## What you are asked to do
Determine the number of lines in the data below that hold "Instant"; give nothing but that number.
◆ ◆ ◆ ◆
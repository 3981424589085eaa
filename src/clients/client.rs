use crate::core::error::ClientError;
use crate::models::server::ServerConfig;
use crate::models::task::Task;
use crate::transport::http::{HttpClient, TransportSettings};
use async_trait::async_trait;
use std::fmt;
use std::str::FromStr;
use std::time::Instant;
use tracing::debug;

/// Backend families the factory knows how to build
#[derive(Debug, Clone, Copy, PartialEq, Eq, Hash)]
pub enum ClientKind {
    QBittorrent,
    Flood,
    Transmission,
    Aria2,
    RTorrent,
    UTorrent,
}

impl ClientKind {
    pub const ALL: [ClientKind; 6] = [
        ClientKind::QBittorrent,
        ClientKind::Flood,
        ClientKind::Transmission,
        ClientKind::Aria2,
        ClientKind::RTorrent,
        ClientKind::UTorrent,
    ];

    pub fn as_str(&self) -> &'static str {
        match self {
            ClientKind::QBittorrent => "qbittorrent",
            ClientKind::Flood => "flood",
            ClientKind::Transmission => "transmission",
            ClientKind::Aria2 => "aria2",
            ClientKind::RTorrent => "rtorrent",
            ClientKind::UTorrent => "utorrent",
        }
    }
}

impl fmt::Display for ClientKind {
    fn fmt(&self, f: &mut fmt::Formatter<'_>) -> fmt::Result {
        f.write_str(self.as_str())
    }
}

impl FromStr for ClientKind {
    type Err = ClientError;

    fn from_str(tag: &str) -> Result<Self, Self::Err> {
        let normalized = tag.trim().to_ascii_lowercase();
        ClientKind::ALL
            .into_iter()
            .find(|kind| kind.as_str() == normalized)
            .ok_or_else(|| ClientError::Config(format!("Unsupported client type: {:?}", tag)))
    }
}

/// Options for adding a task
///
/// `sequential` and `first_last_piece` are hints; backends without an
/// equivalent ignore them.
#[derive(Debug, Clone, Default, PartialEq)]
pub struct AddOptions {
    pub paused: bool,
    pub save_path: Option<String>,
    pub label: Option<String>,
    pub sequential: Option<bool>,
    pub first_last_piece: Option<bool>,
}

impl AddOptions {
    /// Fill the path and label from the server defaults when unset
    pub fn with_defaults(&self, server: &ServerConfig) -> AddOptions {
        let mut resolved = self.clone();
        if resolved.save_path.is_none() {
            resolved.save_path = server.default_dir.clone();
        }
        if resolved.label.is_none() {
            resolved.label = server.default_label.clone();
        }
        resolved
    }
}

/// Uniform capability contract over one remote torrent backend
///
/// Capabilities a backend lacks return empty collections or do nothing.
#[async_trait]
pub trait TorrentClient: Send + Sync {
    fn kind(&self) -> ClientKind;

    fn server(&self) -> &ServerConfig;

    async fn login(&self) -> Result<(), ClientError>;

    async fn logout(&self) -> Result<(), ClientError>;

    /// Backend version string; a cheap authenticated call
    async fn version(&self) -> Result<String, ClientError>;

    async fn get_tasks(&self) -> Result<Vec<Task>, ClientError>;

    async fn add_by_url(&self, url: &str, options: &AddOptions) -> Result<(), ClientError>;

    async fn add_by_file(&self, torrent: &[u8], options: &AddOptions) -> Result<(), ClientError>;

    async fn pause(&self, id: &str) -> Result<(), ClientError>;

    async fn resume(&self, id: &str) -> Result<(), ClientError>;

    async fn remove(&self, id: &str, delete_data: bool) -> Result<(), ClientError>;

    /// Never fails: any error reads as `false`
    async fn test_connection(&self) -> bool {
        let result = match self.login().await {
            Ok(()) => self.version().await.map(|_| ()),
            Err(e) => Err(e),
        };
        match result {
            Ok(()) => true,
            Err(e) => {
                debug!(server = %self.server().name, error = %e, "Connection test failed");
                false
            }
        }
    }

    /// Wall-clock latency of `version` in milliseconds; errors propagate
    async fn ping(&self) -> Result<u64, ClientError> {
        let started = Instant::now();
        self.version().await?;
        Ok(started.elapsed().as_millis() as u64)
    }

    async fn get_categories(&self) -> Result<Vec<String>, ClientError> {
        Ok(Vec::new())
    }

    async fn set_category(&self, _id: &str, _category: &str) -> Result<(), ClientError> {
        Ok(())
    }

    async fn get_tags(&self) -> Result<Vec<String>, ClientError> {
        Ok(Vec::new())
    }

    async fn add_tags(&self, _id: &str, _tags: &[String]) -> Result<(), ClientError> {
        Ok(())
    }

    async fn remove_tags(&self, _id: &str, _tags: &[String]) -> Result<(), ClientError> {
        Ok(())
    }
}

/// Transport for `server`, with its HTTP basic-auth layer when configured
pub fn http_client(server: &ServerConfig, settings: &TransportSettings) -> Result<HttpClient, ClientError> {
    if server.url.trim().is_empty() {
        return Err(ClientError::Config(format!("Server {:?} has no URL", server.name)));
    }
    let http = HttpClient::new(&server.url, settings).map_err(|e| ClientError::Config(e.to_string()))?;
    Ok(match &server.http_auth {
        Some(auth) => http.with_basic_auth(&auth.username, &auth.password),
        None => http,
    })
}

/// Distinct non-empty values, sorted
pub fn unique_sorted(values: impl IntoIterator<Item = String>) -> Vec<String> {
    let mut out: Vec<String> = values.into_iter().filter(|v| !v.is_empty()).collect();
    out.sort();
    out.dedup();
    out
}

#[cfg(test)]
mod tests {
    use super::*;

    #[test]
    fn test_kind_parsing() {
        assert_eq!("qbittorrent".parse::<ClientKind>().unwrap(), ClientKind::QBittorrent);
        assert_eq!(" rTorrent ".parse::<ClientKind>().unwrap(), ClientKind::RTorrent);
        for kind in ClientKind::ALL {
            assert_eq!(kind.as_str().parse::<ClientKind>().unwrap(), kind);
        }
        assert!(matches!("deluge".parse::<ClientKind>(), Err(ClientError::Config(_))));
    }

    #[test]
    fn test_add_options_defaults() {
        let mut server = ServerConfig::new("s", "qbittorrent", "http://x");
        server.default_dir = Some("/downloads".to_string());
        server.default_label = Some("misc".to_string());

        let resolved = AddOptions::default().with_defaults(&server);
        assert_eq!(resolved.save_path.as_deref(), Some("/downloads"));
        assert_eq!(resolved.label.as_deref(), Some("misc"));

        let explicit = AddOptions {
            save_path: Some("/tv".to_string()),
            ..AddOptions::default()
        }
        .with_defaults(&server);
        assert_eq!(explicit.save_path.as_deref(), Some("/tv"));
    }

    #[test]
    fn test_unique_sorted() {
        let values = vec!["b".to_string(), "a".to_string(), "b".to_string(), String::new()];
        assert_eq!(unique_sorted(values), vec!["a", "b"]);
    }
}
◆ ◆ ◆ ◆
## Task answer
2